Wirtschaft : Anlagenbauer wollen zusammenkommen

MÜNCHEN (tmh).Die Mannesmann Demag AG, Duisburg, und die SMS Schloemann Siemag AG, wollen sich zum weltweit führenden Anlagenbauer für die Stahl-, Aluminium- und Kupferindustrie zusammenschließen.Dafür planen die Münchner MAN AG und die Düsseldorfer Mannesmann AG zum 1.Januar 1999, ihre Beteiligungen in der Sparte metallurgischer Anlagenbau zu fusionieren.

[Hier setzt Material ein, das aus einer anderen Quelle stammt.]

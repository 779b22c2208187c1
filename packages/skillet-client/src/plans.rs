//! Learning plan endpoints.

use serde_json::json;

use crate::error::Result;
use crate::types::{LearningPlan, PlanUpdate};
use crate::SkilletClient;

impl SkilletClient {
    /// Fetch every learning plan.
    pub async fn all_plans(&self) -> Result<Vec<LearningPlan>> {
        self.get_json("/learning-plan").await
    }

    /// Fetch a single plan.
    pub async fn get_plan(&self, plan_id: &str) -> Result<LearningPlan> {
        self.get_json(&format!("/learning-plan/{}", plan_id)).await
    }

    /// Fetch a user's plans.
    pub async fn plans_by_user(&self, user_id: &str) -> Result<Vec<LearningPlan>> {
        self.get_json(&format!("/learning-plan/user/{}", user_id))
            .await
    }

    /// Create a plan owned by the acting user.
    pub async fn create_plan(
        &self,
        title: &str,
        description: &str,
        time_required: i64,
        kind: &str,
    ) -> Result<LearningPlan> {
        let user_id = self.current_user()?;
        let body = json!({
            "title": title,
            "description": description,
            "timeRequired": time_required,
            "type": kind,
            "user": { "id": user_id },
        });
        self.post_json("/learning-plan", &body).await
    }

    /// Update a plan.
    pub async fn update_plan(&self, plan_id: &str, plan: &PlanUpdate) -> Result<LearningPlan> {
        self.put_json(&format!("/learning-plan/{}", plan_id), plan)
            .await
    }

    /// Delete a plan. Returns `true` on `204 No Content`.
    pub async fn delete_plan(&self, plan_id: &str) -> Result<bool> {
        self.delete(&format!("/learning-plan/{}", plan_id)).await
    }
}
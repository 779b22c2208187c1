//! The editable draft behind the post form.

use serde::{Deserialize, Serialize};

use crate::types::post::Post;

/// The text fields of a post being written or edited.
///
/// `existing_id` is what distinguishes a create from an edit. It is also
/// how a half-finished submit keeps its footing: once the post record is
/// persisted the id is folded back in here, so a retry after a partial
/// failure updates the same post instead of creating a duplicate.
#[derive(Debug, Clone, Default, Serialize, Deserialize)]
pub struct PostDraft {
    pub title: String,
    pub description: String,
    pub existing_id: Option<String>,
}

impl PostDraft {
    /// Start a blank draft for a new post.
    pub fn new() -> Self {
        Self::default()
    }

    /// Start a draft editing an existing post.
    pub fn for_post(post: &Post) -> Self {
        Self {
            title: post.title.clone(),
            description: post.description.clone(),
            existing_id: Some(post.id.clone()),
        }
    }

    /// Whether submitting this draft updates an existing post.
    pub fn is_edit(&self) -> bool {
        self.existing_id.is_some()
    }
}
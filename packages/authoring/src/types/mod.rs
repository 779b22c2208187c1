//! Data types for the authoring workflow.

pub mod draft;
pub mod media;
pub mod post;
pub mod report;
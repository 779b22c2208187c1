//! The binary upload seam.

use async_trait::async_trait;
use std::sync::Arc;

use crate::error::UploadResult;
use crate::types::media::SelectedFile;

/// Callback fed upload progress as a 0-100 percentage.
///
/// Implementations may call it from another task, so it must be
/// thread-safe. Out-of-order or repeated percentages are the consumer's
/// problem; the progress tracker keeps the last value written.
pub type ProgressCallback = Arc<dyn Fn(u8) + Send + Sync>;

/// Uploads file bytes somewhere and returns the URL where they ended up.
#[async_trait]
pub trait MediaUploader: Send + Sync {
    /// Upload a file destined for `related_post`, reporting progress along
    /// the way, and return the stored file's URL.
    async fn upload(
        &self,
        file: &SelectedFile,
        related_post: &str,
        on_progress: ProgressCallback,
    ) -> UploadResult<String>;
}
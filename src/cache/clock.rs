//! Time sources for freshness decisions

use chrono::{DateTime, Utc};
use std::sync::atomic::{AtomicU64, Ordering};
use std::time::{Duration, Instant};

/// Source of the current time
///
/// Freshness uses the monotonic [`Clock::now`]; [`Clock::wall`] only labels
/// entries for display.
pub trait Clock: Send + Sync + 'static {
    fn now(&self) -> Instant;

    fn wall(&self) -> DateTime<Utc>;
}

/// The real clock
#[derive(Debug, Clone, Copy, Default)]
pub struct SystemClock;

impl Clock for SystemClock {
    fn now(&self) -> Instant {
        Instant::now()
    }

    fn wall(&self) -> DateTime<Utc> {
        Utc::now()
    }
}

/// A clock that only moves when told to
#[derive(Debug)]
pub struct ManualClock {
    origin: Instant,
    origin_wall: DateTime<Utc>,
    offset_nanos: AtomicU64,
}

impl ManualClock {
    pub fn new() -> Self {
        Self {
            origin: Instant::now(),
            origin_wall: Utc::now(),
            offset_nanos: AtomicU64::new(0),
        }
    }

    pub fn advance(&self, by: Duration) {
        let nanos = u64::try_from(by.as_nanos()).unwrap_or(u64::MAX);
        self.offset_nanos.fetch_add(nanos, Ordering::SeqCst);
    }

    /// Time elapsed since the clock was created
    pub fn elapsed(&self) -> Duration {
        Duration::from_nanos(self.offset_nanos.load(Ordering::SeqCst))
    }
}

impl Default for ManualClock {
    fn default() -> Self {
        Self::new()
    }
}

impl Clock for ManualClock {
    fn now(&self) -> Instant {
        self.origin + self.elapsed()
    }

    fn wall(&self) -> DateTime<Utc> {
        self.origin_wall + chrono::Duration::from_std(self.elapsed()).unwrap_or(chrono::Duration::zero())
    }
}
//! Cached query results with freshness metadata

use crate::descriptor::QueryDescriptor;
use crate::gateway::ResultSet;
use chrono::{DateTime, Utc};
use serde::Serialize;
use std::collections::BTreeSet;
use std::sync::Arc;
use std::time::{Duration, Instant};

/// A stored result for one query descriptor
///
/// Entries are replaced as a whole on refresh, so a reader holding the
/// `Arc` of an older result never sees it change.
#[derive(Debug, Clone)]
pub struct CacheEntry {
    pub descriptor: QueryDescriptor,

    /// The cached rows
    pub rows: Arc<ResultSet>,

    /// Entry metadata
    pub metadata: CacheMetadata,
}

impl CacheEntry {
    pub fn new(
        descriptor: QueryDescriptor,
        rows: Arc<ResultSet>,
        fetched_at: Instant,
        fetched_at_wall: DateTime<Utc>,
        ttl: Duration,
    ) -> Self {
        let tables = descriptor.referenced_tables();
        let size_bytes = descriptor.text().len() + rows.estimated_size();

        Self {
            descriptor,
            rows,
            metadata: CacheMetadata {
                fetched_at,
                fetched_at_wall,
                ttl,
                access_count: 0,
                size_bytes,
                version: 1,
                tables,
            },
        }
    }

    /// Whether the entry is still fresh at `now` under the caller's `ttl`
    ///
    /// A zero `ttl` is never fresh.
    pub fn is_fresh(&self, now: Instant, ttl: Duration) -> bool {
        self.age(now) < ttl
    }

    /// Whether the entry outlived its stored ttl by at least `grace`
    pub fn is_expired(&self, now: Instant, grace: Duration) -> bool {
        self.age(now) >= self.metadata.ttl.saturating_add(grace)
    }

    pub fn age(&self, now: Instant) -> Duration {
        now.saturating_duration_since(self.metadata.fetched_at)
    }

    /// Time left under the stored ttl, `None` once stale
    pub fn time_until_stale(&self, now: Instant) -> Option<Duration> {
        self.metadata.ttl.checked_sub(self.age(now)).filter(|d| !d.is_zero())
    }

    pub(crate) fn mark_accessed(&mut self) {
        self.metadata.access_count += 1;
    }

    /// Check if the descriptor reads from `table`
    pub fn has_table(&self, table: &str) -> bool {
        self.descriptor.references_table(table)
    }
}

/// Metadata associated with a cache entry
#[derive(Debug, Clone, Serialize)]
pub struct CacheMetadata {
    /// When the fetch that produced the rows started
    #[serde(skip)]
    pub fetched_at: Instant,

    /// Wall-clock time of `fetched_at`, for display
    pub fetched_at_wall: DateTime<Utc>,

    /// Freshness window the entry was stored with
    pub ttl: Duration,

    /// Number of hits served from this entry
    pub access_count: u64,

    /// Approximate size of the entry in bytes
    pub size_bytes: usize,

    /// Incremented each time the descriptor is refreshed
    pub version: u64,

    /// Tables the query reads, used by `invalidate_table`
    pub tables: BTreeSet<String>,
}

impl CacheMetadata {
    /// Check if metadata indicates a hot entry (frequently accessed)
    pub fn is_hot(&self, threshold: u64) -> bool {
        self.access_count >= threshold
    }
}

#[cfg(test)]
mod tests {
    use super::*;
    use serde_json::json;

    fn entry(ttl: Duration, at: Instant) -> CacheEntry {
        let descriptor = QueryDescriptor::builder(
            "SELECT * FROM GOLD.FACT_ALERTS a JOIN GOLD.DIM_CUSTOMER c ON a.CUSTOMER_ID = c.CUSTOMER_ID WHERE SEVERITY = :sev",
        )
        .param("sev", "CRITICAL")
        .build()
        .unwrap();
        let rows = ResultSet::from_values(vec!["ALERT_ID".into()], vec![vec![json!(1)]]).unwrap();
        CacheEntry::new(descriptor, Arc::new(rows), at, Utc::now(), ttl)
    }

    #[test]
    fn test_freshness_boundary() {
        let t0 = Instant::now();
        let entry = entry(Duration::from_secs(600), t0);

        assert!(entry.is_fresh(t0 + Duration::from_secs(300), Duration::from_secs(600)));
        assert!(!entry.is_fresh(t0 + Duration::from_secs(600), Duration::from_secs(600)));
        assert!(!entry.is_fresh(t0, Duration::ZERO));
        // The caller's ttl decides, not the stored one
        assert!(!entry.is_fresh(t0 + Duration::from_secs(120), Duration::from_secs(60)));
    }

    #[test]
    fn test_expiry_with_grace() {
        let t0 = Instant::now();
        let entry = entry(Duration::from_secs(60), t0);

        assert!(!entry.is_expired(t0 + Duration::from_secs(90), Duration::from_secs(60)));
        assert!(entry.is_expired(t0 + Duration::from_secs(120), Duration::from_secs(60)));
        assert_eq!(
            entry.time_until_stale(t0 + Duration::from_secs(20)),
            Some(Duration::from_secs(40))
        );
        assert_eq!(entry.time_until_stale(t0 + Duration::from_secs(60)), None);
    }

    #[test]
    fn test_tables_and_size() {
        let entry = entry(Duration::from_secs(60), Instant::now());
        assert!(entry.has_table("FACT_ALERTS"));
        assert!(entry.has_table("gold.dim_customer"));
        assert!(!entry.has_table("FACT_TRANSACTIONS"));
        assert!(entry.metadata.tables.contains("GOLD.FACT_ALERTS"));
        assert!(entry.metadata.size_bytes > 0);
        assert_eq!(entry.metadata.version, 1);
    }

    #[test]
    fn test_access_count() {
        let mut entry = entry(Duration::from_secs(60), Instant::now());
        entry.mark_accessed();
        entry.mark_accessed();
        assert!(entry.metadata.is_hot(2));
        assert!(!entry.metadata.is_hot(3));
    }
}
#[tokio::test]
async fn test_panicking_fetch_does_not_block_later_fetches() {
    let (cache, gateway, _) = setup(ScriptedGateway::new(), test_config());
    let q = query("DIM_CUSTOMER");
    gateway.panic_once();

    let err = assert_err!(cache.get(&q, Duration::from_secs(600)).await);
    assert!(matches!(err, WarehouseError::FetchError { .. }));
    assert_eq!(cache.pending_fetches().await, 0);
    assert_eq!(cache.stats().await.fetch_failures, 1);

    let rows = assert_ok!(cache.get(&q, Duration::from_secs(600)).await);
    assert_eq!(call_number(&rows), 2);
    assert_eq!(gateway.calls(), 2);
}

#[tokio::test]
async fn test_failed_fetch_keeps_previous_entry() {
    let (cache, gateway, clock) = setup(ScriptedGateway::new(), test_config());
    let q = query("FACT_ALERTS");

    cache.get(&q, Duration::from_secs(60)).await.unwrap();
    clock.advance(Duration::from_secs(120));
    gateway.push_error(WarehouseError::QueryError("Object 'GOLD.FACT_ALERTS' does not exist".into()));

    let err = assert_err!(cache.get(&q, Duration::from_secs(60)).await);
    assert!(matches!(err, WarehouseError::FetchError { .. }));
    assert!(matches!(err.root_cause(), WarehouseError::QueryError(_)));
    // Query errors are not retried
    assert_eq!(gateway.calls(), 2);

    let stale = cache.get_cached_if_present(&q).await.unwrap();
    assert_eq!(call_number(&stale.rows), 1);
    assert_eq!(stale.age(clock.now()), Duration::from_secs(120));
    assert_eq!(cache.stats().await.fetch_failures, 1);
}

#[tokio::test]
async fn test_failed_fetch_without_entry() {
    let config = CacheConfig::builder()
        .cleanup_interval(None)
        .retry(RetryPolicy::none())
        .build();
    let (cache, gateway, _) = setup(ScriptedGateway::new(), config);
    let q = query("FACT_TRANSACTIONS");
    gateway.push_error(WarehouseError::ConnectionError("connection reset".into()));

    let err = assert_err!(cache.get(&q, Duration::from_secs(600)).await);
    assert!(err.is_retryable());
    assert!(cache.get_cached_if_present(&q).await.is_none());
    assert!(cache.is_empty().await);
}

#[tokio::test]
async fn test_transient_errors_are_retried_within_one_fetch() {
    let (cache, gateway, _) = setup(ScriptedGateway::new(), test_config());
    let q = query("FACT_TRANSACTIONS");
    gateway.push_error(WarehouseError::ConnectionError("connection reset".into()));

    let rows = assert_ok!(cache.get(&q, Duration::from_secs(600)).await);
    assert_eq!(call_number(&rows), 2);
    assert_eq!(gateway.connects(), 2);
    assert_eq!(cache.stats().await.fetches, 1);
}

#[tokio::test]
async fn test_next_get_reconnects_after_connection_error() {
    let config = CacheConfig::builder()
        .cleanup_interval(None)
        .retry(RetryPolicy::none())
        .build();
    let (cache, gateway, _) = setup(ScriptedGateway::new(), config);
    let q = query("FACT_TRANSACTIONS");

    cache.get(&q, Duration::ZERO).await.unwrap();
    assert_eq!(cache.connection_status(), ConnectionStatus::Ready);

    gateway.push_error(WarehouseError::ConnectionError("session expired".into()));
    assert_err!(cache.get(&q, Duration::ZERO).await);
    assert_eq!(cache.connection_status(), ConnectionStatus::Invalid);

    assert_ok!(cache.get(&q, Duration::ZERO).await);
    assert_eq!(cache.connection_status(), ConnectionStatus::Ready);
    assert_eq!(gateway.connects(), 2);
}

Durch den Zusammenschluß der zum MAN-Konzern zählenden SMS Schloemann-Siemag AG und dem Geschäftsbereich Metallurgie der Mannesmann Demag AG zur neuen SMS Demag AG entstehe ein Unternehmen mit 3,6 Mrd.DM Umsatz, teilte MAN in München mit.Die MAN wird am neuen Konzern, dessen Bildung noch vom Kartellamt und den Aufsichtsräten von MAN und Mannesmann genehmigt werden muß, zu 36 Prozent beteiligt sein.Auf den gleichen Anteil kommt die an der "alten" SMS paritätisch beteiligte Familienstiftung Siemag Weiss.Die unternehmerische Führung liegt bei MAN und der Stiftung.28 Prozent der Anteile hält Mannesmann Demag.

Die neue SMS Demag werde profitabel an den Start gehen, sagte ein MAN-Sprecher.Während der MAN-Bestandteil Gewinn erwirtschafte, schreibe Mannesmann Demag rote Zahlen.Der gesamte SMS-Verbund hat 1997 gut 2,7 Mrd.DM umgesetzt und 112 Mill.DM Jahresergebnis ausgewiesen.

MAN dürfte mit der Metallurgie-Fusion ihre Expansionspläne noch nicht befriedigt haben.Erst vor kurzem hatte die Hauptversammlung mit der Bewilligung von genehmigtem Kapital den Weg für Akquisitionen freigemacht.Die Mannesmann Demag AG wird durch den Zusammenschluß mit SMS weiter aufgeteilt.Vor wenigen Wochen hatte Mannesmann die Verschmelzung von Teilen der Duisburger mit der Konzerntochter Krauss-Maffei AG, München, angekündigt.Zudem sollen die Demag-Felder Energie- und Umwelttechnik sowie Petrochemie und Raffinerietechnik verkauft werden.